On a CPU with full-width AVX2 (like Zen2 or Haswell / Skylake), you'd probably do well with vpackssdw
/ vpacksswb
to horizontally pack down from qwords to bytes narrowing in half every time. So a total of 8 input vectors would becomes one vector that you do vpmovmskb
on (_mm256_movemask_epi8
). VCMPPD results are all-ones (-1) which stays -1, or all-zeros which stays 0, in both halves of a qword even if you use a narrower pack element size. But that packing is in-lane (within 128-bit halves of a vector), so after eventually packing down to bytes you need a vpshufb
+ vpermd
to get bytes in order before vpmovmskb
. (AMD doesn't have fast pdep
until Zen3, otherwise you could use that to interleave pairs of bits if you didn't do lane-crossing fixup shuffle.)
See How to convert 32-bit float to 8-bit signed char? (4:1 packing of int32 to int8 __m256i) for a 4:1 pack; an 8:1 makes the final shuffle more complicated unless we do more shuffles earlier, while dword chunks are small enough.
(I'm using asm mnemonic names because they're shorter to type and less clutter to read than intrinsics, and what you need to look anything up in instruction tables to find out how many uops things cost; https://uops.info/ or https://agner.org/optimize/)
But with every 256-bit SIMD operation costing 2 uops, you might do well on Zen 1 with just vmovmskpd
and scalar bit-shift / OR. If the surrounding code is all vector, having these uops use scalar integer ALUs is good. The front-end is 6 uops wide, or 5 instructions whichever is less, but there are only 4 each integer and SIMD ALU pipes, so ideally earlier and later code can overlap execution nicely. (And some specific ALU units have even more limited throughput, e.g. these shuffles on only 2 of the 4 ports.)
Or maybe one step vector packing and then _mm256_movemask_ps
? Lane-crossing shuffles are relatively expensive on Zen 1. But not too bad: vpermq
(or vpermpd
) is only 3 uops with 2 cycle throughput, vs. 2 uops with 1c throughput for vpackssdw
. (And 3 uops with 4c throughput for vpermd
.)
Assuming vpacksswd ymm
uses the same ports as the XMM version, that's FP1 / FP2. So it can partial overlap with vcmppd
which can run on FP01. (The YMM version of that also being 2 uops, 1c throughput if not mixed with other instructions.)
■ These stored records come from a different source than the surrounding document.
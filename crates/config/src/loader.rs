use std::path::{Path, PathBuf};

use tracing::{debug, warn};

use crate::{env_subst::substitute_env, schema::SlbConfig};

/// Standard config file names, checked in order.
const CONFIG_FILENAMES: &[&str] = &["slb.toml", "slb.yaml", "slb.yml", "slb.json"];

/// Load config from the given path (any supported format).
pub fn load_config(path: &Path) -> anyhow::Result<SlbConfig> {
    let raw = std::fs::read_to_string(path)
        .map_err(|e| anyhow::anyhow!("failed to read {}: {e}", path.display()))?;
    let raw = substitute_env(&raw);
    parse_config(&raw, path)
}

/// Discover and load config from standard locations.
///
/// Search order:
/// 1. `./slb.{toml,yaml,yml,json}` (project-local)
/// 2. `~/.config/slb/slb.{toml,yaml,yml,json}` (user-global)
///
/// Returns `SlbConfig::default()` if no config file is found.
pub fn discover_and_load() -> SlbConfig {
    if let Some(path) = find_config_file() {
        debug!(path = %path.display(), "loading config");
        match load_config(&path) {
            Ok(cfg) => return cfg,
            Err(e) => {
                warn!(path = %path.display(), error = %e, "failed to load config, using defaults");
            },
        }
    } else {
        debug!("no config file found, using defaults");
    }
    SlbConfig::default()
}

/// Find the first config file in standard locations.
fn find_config_file() -> Option<PathBuf> {
    for name in CONFIG_FILENAMES {
        let p = PathBuf::from(name);
        if p.exists() {
            return Some(p);
        }
    }

    if let Some(dirs) = directories::ProjectDirs::from("", "", "slb") {
        let config_dir = dirs.config_dir();
        for name in CONFIG_FILENAMES {
            let p = config_dir.join(name);
            if p.exists() {
                return Some(p);
            }
        }
    }

    None
}

/// Returns the user-global config directory (`~/.config/slb/`).
pub fn config_dir() -> Option<PathBuf> {
    directories::ProjectDirs::from("", "", "slb").map(|d| d.config_dir().to_path_buf())
}

/// Returns the path of an existing config file, or the default TOML path.
pub fn find_or_default_config_path() -> PathBuf {
    if let Some(path) = find_config_file() {
        return path;
    }
    config_dir()
        .unwrap_or_else(|| PathBuf::from("."))
        .join("slb.toml")
}

/// Serialize `config` to TOML and write it to the user-global config path.
pub fn save_config(config: &SlbConfig) -> anyhow::Result<PathBuf> {
    let path = find_or_default_config_path();
    if let Some(parent) = path.parent() {
        std::fs::create_dir_all(parent)?;
    }
    let toml_str =
        toml::to_string_pretty(config).map_err(|e| anyhow::anyhow!("serialize config: {e}"))?;
    std::fs::write(&path, toml_str)?;
    debug!(path = %path.display(), "saved config");
    Ok(path)
}

fn parse_config(raw: &str, path: &Path) -> anyhow::Result<SlbConfig> {
    let ext = path.extension().and_then(|e| e.to_str()).unwrap_or("toml");

    match ext {
        "toml" => Ok(toml::from_str(raw)?),
        "yaml" | "yml" => Ok(serde_yaml::from_str(raw)?),
        "json" => Ok(serde_json::from_str(raw)?),
        _ => anyhow::bail!("unsupported config format: .{ext}"),
    }
}

#[allow(clippy::unwrap_used, clippy::expect_used)]
#[cfg(test)]
mod tests {
    use super::*;

    #[test]
    fn parses_toml() {
        let dir = tempfile::tempdir().unwrap();
        let path = dir.path().join("slb.toml");
        std::fs::write(&path, "[approval]\nttl_minutes = 45\n").unwrap();
        let cfg = load_config(&path).unwrap();
        assert_eq!(cfg.approval.ttl_minutes, 45);
        assert_eq!(cfg.approval.ttl_critical_minutes, 10);
    }

    #[test]
    fn parses_yaml() {
        let dir = tempfile::tempdir().unwrap();
        let path = dir.path().join("slb.yaml");
        std::fs::write(&path, "review:\n  conflict_resolution: first_wins\n").unwrap();
        let cfg = load_config(&path).unwrap();
        assert_eq!(
            cfg.review.conflict_resolution,
            crate::schema::ConflictResolution::FirstWins
        );
    }

    #[test]
    fn missing_file_is_error() {
        assert!(load_config(Path::new("/nonexistent/slb.toml")).is_err());
    }
}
https://uops.info/ doesn't get that level of detail for multi-uop instructions on some AMD CPUs the way it does for Intel, but we can assume the YMM versions of non-lane-crossing versions are just two of the same uop as the XMM version where it does have that data.
You very likely don't want to use _mm256_cvtpd_ps
which costs shuffle uops and an FP->FP conversion. That costs 2 uops but only has one input vector, not two. Interpreting the compare result as a -NaN
double, you might well get a float -NaN
so it might actually work for correctness. It's definitely slower that way on most CPUs.
On Zen1 it has 2 cycle throughput, and that's per single input vector rather than a pair of vectors.
With 4x vpackssdw
we can reduce 8 vectors to 4.
Then 2x vpackssdw ymm
reduces to 2 vectors.
Then 1x vpacksswb ymm
reduces to 1 vector, with pairs of bytes in the wrong order.
For Zen 1, maybe start with 4 input vectors, and after reducing to one YMM, split it in half with vextracti128
which is only a single uop on Zen 1, for any port (since the two halves of a YMM register are already stored separately in physical registers). Then vpacksswb
the two halves together (1 uop), setting up for vpshufb xmm
(1 uop) to put pairs of bytes in the right order. That sets up for vpmovmskb
. So the only lane-crossing shuffle is just an extract.
Or instead of getting 16-bit chunks of bitmap, you could maybe do the above twice, then vinserti128 ymm, xmm, 1
(2 uops, 0.67c throughput) / vpmovmskb ymm
(1 uop) to get a 32-bit chunk of bitmap. Those 3 uops replace 2x vpmovmskb xmm
/ shl
/ or
, so you're saving a uop, and have good flexibility of what vector ALU port they can run on. Although it is more vector ALU pressure.